Collected data entries:
"""

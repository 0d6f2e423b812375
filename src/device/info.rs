//! Device-presence records broadcast on the device-info topic.

use serde::{Deserialize, Serialize};

/// Name of the broadcast topic, one per participant.
pub const DEVICE_INFO_TOPIC: &str = "realsense_device_info";

/// Registered type of the broadcast topic.
pub const DEVICE_INFO_TYPE: &str = "device-info";

/// Marketing prefix stripped from model names when building topic roots.
const DEVICE_NAME_PREFIX: &str = "Intel RealSense ";

/// The broadcast payload describing one attached device.
#[derive(Serialize, Deserialize, Debug, Clone, PartialEq, Eq)]
pub struct DeviceInfo {
    /// Human-readable model name, e.g. "Intel RealSense D435".
    pub name: String,
    /// Unique key for the device.
    pub serial: String,
    #[serde(rename = "product-line")]
    pub product_line: String,
    pub locked: bool,
    /// Root of this device's topic tree. Always `topic_root(name, serial)`.
    #[serde(rename = "topic-root")]
    pub topic_root: String,
}

impl DeviceInfo {
    pub fn new(name: &str, serial: &str, product_line: &str, locked: bool) -> Self {
        Self {
            name: name.to_string(),
            serial: serial.to_string(),
            product_line: product_line.to_string(),
            locked,
            topic_root: topic_root(name, serial),
        }
    }
}

/// Build the device topic root from model name and serial.
///
/// The model-only name is used, e.g. `realsense/D435/11223344`. Names that do
/// not carry the marketing prefix pass through unchanged.
pub fn topic_root(name: &str, serial: &str) -> String {
    let model = name.strip_prefix(DEVICE_NAME_PREFIX).unwrap_or(name);
    format!("realsense/{}/{}", model, serial)
}
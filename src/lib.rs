//! Setu - a device bridge that exposes depth cameras on a DDS-style bus
//!
//! Locally attached cameras become first-class bus entities: remote clients
//! discover them on a broadcast topic, negotiate streaming profiles over a
//! per-device notification/control topic pair, and consume frames and
//! metadata from per-stream topics. The bus is the only interface; clients
//! never learn which host owns the hardware.
//!
//! The crate splits into the broadcast layer ([`broadcaster`]), the
//! per-device discovery handshake ([`device::server`] / [`device::client`]),
//! and the arbitration between declarative stream requests and imperative
//! sensor calls ([`bridge`]). Everything runs single-threaded-cooperative on
//! per-owner [`dispatcher`]s; bus callbacks only set flags and hand work off.

pub mod bridge;
pub mod broadcaster;
pub mod bus;
pub mod camera;
pub mod config;
pub mod device;
pub mod dispatcher;
pub mod error;

pub use config::Config;
pub use error::{Error, Result};
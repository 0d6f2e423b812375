//! Error types for setu-bridge
//!
//! # Error Recovery Strategies
//!
//! ## Transient Errors (Retry Implicitly)
//!
//! - **`Io`**: A single sample failed to write. Logged by the caller; the
//!   next announce cycle or the next frame retries implicitly.
//!
//! ## Protocol Errors (Fail the Operation)
//!
//! - **`Protocol`**: The remote side violated the handshake (stream header
//!   before device header, duplicate stream name, out-of-range default
//!   profile index). The handshake fails and the device is discarded.
//! - **`Json`**: A record could not be decoded. Malformed notifications are
//!   logged and skipped outside the handshake; inside it they fail it.
//!
//! ## Request Errors (Answered with an `error` Notification)
//!
//! - **`BadRequest`**: A control request referenced a profile no stream can
//!   satisfy, or carried a non-numeric option value.
//! - **`NotFound`**: A stream, sensor or option named in a request does not
//!   exist on this device.
//! - **`Conflict`**: An entity already exists (duplicate serial, topic type
//!   mismatch) or is in the wrong state for the request.
//!
//! ## Fatal Errors (Fix and Restart)
//!
//! - **`Config`**: The configuration file is invalid. Fix it and restart.
//! - **`Timeout`**: The handshake watchdog expired; the device is unusable.
//! - **`Internal`**: A camera call or worker failed unexpectedly. The
//!   affected sensor is reverted; other sensors are unaffected.

use thiserror::Error;

/// Errors that can occur in setu-bridge
///
/// See module-level documentation for recovery strategies.
#[derive(Error, Debug)]
pub enum Error {
    #[error("I/O error: {0}")]
    Io(#[from] std::io::Error),

    #[error("encoding error: {0}")]
    Json(#[from] serde_json::Error),

    #[error("config error: {0}")]
    Config(String),

    #[error("bad request: {0}")]
    BadRequest(String),

    #[error("not found: {0}")]
    NotFound(String),

    #[error("conflict: {0}")]
    Conflict(String),

    #[error("protocol violation: {0}")]
    Protocol(String),

    #[error("timed out: {0}")]
    Timeout(String),

    #[error("internal error: {0}")]
    Internal(String),
}

pub type Result<T> = std::result::Result<T, Error>;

"""

TASK DETAILS: Copy the data above in full, character for character.

ANSWER TO THIS EXERCISE:
repository 0d6f2e423b812375
filename src/device/info.rs
//! Device-presence records broadcast on the device-info topic.

use serde::{Deserialize, Serialize};

/// Name of the broadcast topic, one per participant.
pub const DEVICE_INFO_TOPIC: &str = "realsense_device_info";

/// Registered type of the broadcast topic.
pub const DEVICE_INFO_TYPE: &str = "device-info";

/// Marketing prefix stripped from model names when building topic roots.
const DEVICE_NAME_PREFIX: &str = "Intel RealSense ";

/// The broadcast payload describing one attached device.
#[derive(Serialize, Deserialize, Debug, Clone, PartialEq, Eq)]
pub struct DeviceInfo {
    /// Human-readable model name, e.g. "Intel RealSense D435".
    pub name: String,
    /// Unique key for the device.
    pub serial: String,
    #[serde(rename = "product-line")]
    pub product_line: String,
    pub locked: bool,
    /// Root of this device's topic tree. Always `topic_root(name, serial)`.
    #[serde(rename = "topic-root")]
    pub topic_root: String,
}

impl DeviceInfo {
    pub fn new(name: &str, serial: &str, product_line: &str, locked: bool) -> Self {
        Self {
            name: name.to_string(),
            serial: serial.to_string(),
            product_line: product_line.to_string(),
            locked,
            topic_root: topic_root(name, serial),
        }
    }
}

/// Build the device topic root from model name and serial.
///
/// The model-only name is used, e.g. `realsense/D435/11223344`. Names that do
/// not carry the marketing prefix pass through unchanged.
pub fn topic_root(name: &str, serial: &str) -> String {
    let model = name.strip_prefix(DEVICE_NAME_PREFIX).unwrap_or(name);
    format!("realsense/{}/{}", model, serial)
}
filename src/lib.rs
//! Setu - a device bridge that exposes depth cameras on a DDS-style bus
//!
//! Locally attached cameras become first-class bus entities: remote clients
//! discover them on a broadcast topic, negotiate streaming profiles over a
//! per-device notification/control topic pair, and consume frames and
//! metadata from per-stream topics. The bus is the only interface; clients
//! never learn which host owns the hardware.
//!
//! The crate splits into the broadcast layer ([`broadcaster`]), the
//! per-device discovery handshake ([`device::server`] / [`device::client`]),
//! and the arbitration between declarative stream requests and imperative
//! sensor calls ([`bridge`]). Everything runs single-threaded-cooperative on
//! per-owner [`dispatcher`]s; bus callbacks only set flags and hand work off.

pub mod bridge;
pub mod broadcaster;
pub mod bus;
pub mod camera;
pub mod config;
pub mod device;
pub mod dispatcher;
pub mod error;

pub use config::Config;
pub use error::{Error, Result};
repository 0d6f2e423b812375
//! Error types for setu-bridge
//!
//! # Error Recovery Strategies
//!
//! ## Transient Errors (Retry Implicitly)
//!
//! - **`Io`**: A single sample failed to write. Logged by the caller; the
//!   next announce cycle or the next frame retries implicitly.
//!
//! ## Protocol Errors (Fail the Operation)
//!
//! - **`Protocol`**: The remote side violated the handshake (stream header
//!   before device header, duplicate stream name, out-of-range default
//!   profile index). The handshake fails and the device is discarded.
//! - **`Json`**: A record could not be decoded. Malformed notifications are
//!   logged and skipped outside the handshake; inside it they fail it.
//!
//! ## Request Errors (Answered with an `error` Notification)
//!
//! - **`BadRequest`**: A control request referenced a profile no stream can
//!   satisfy, or carried a non-numeric option value.
//! - **`NotFound`**: A stream, sensor or option named in a request does not
//!   exist on this device.
//! - **`Conflict`**: An entity already exists (duplicate serial, topic type
//!   mismatch) or is in the wrong state for the request.
//!
//! ## Fatal Errors (Fix and Restart)
//!
//! - **`Config`**: The configuration file is invalid. Fix it and restart.
//! - **`Timeout`**: The handshake watchdog expired; the device is unusable.
//! - **`Internal`**: A camera call or worker failed unexpectedly. The
//!   affected sensor is reverted; other sensors are unaffected.

use thiserror::Error;

/// Errors that can occur in setu-bridge
///
/// See module-level documentation for recovery strategies.
#[derive(Error, Debug)]
pub enum Error {
    #[error("I/O error: {0}")]
    Io(#[from] std::io::Error),

    #[error("encoding error: {0}")]
    Json(#[from] serde_json::Error),

    #[error("config error: {0}")]
    Config(String),

    #[error("bad request: {0}")]
    BadRequest(String),

    #[error("not found: {0}")]
    NotFound(String),

    #[error("conflict: {0}")]
    Conflict(String),

    #[error("protocol violation: {0}")]
    Protocol(String),

    #[error("timed out: {0}")]
    Timeout(String),

    #[error("internal error: {0}")]
    Internal(String),
}

pub type Result<T> = std::result::Result<T, Error>;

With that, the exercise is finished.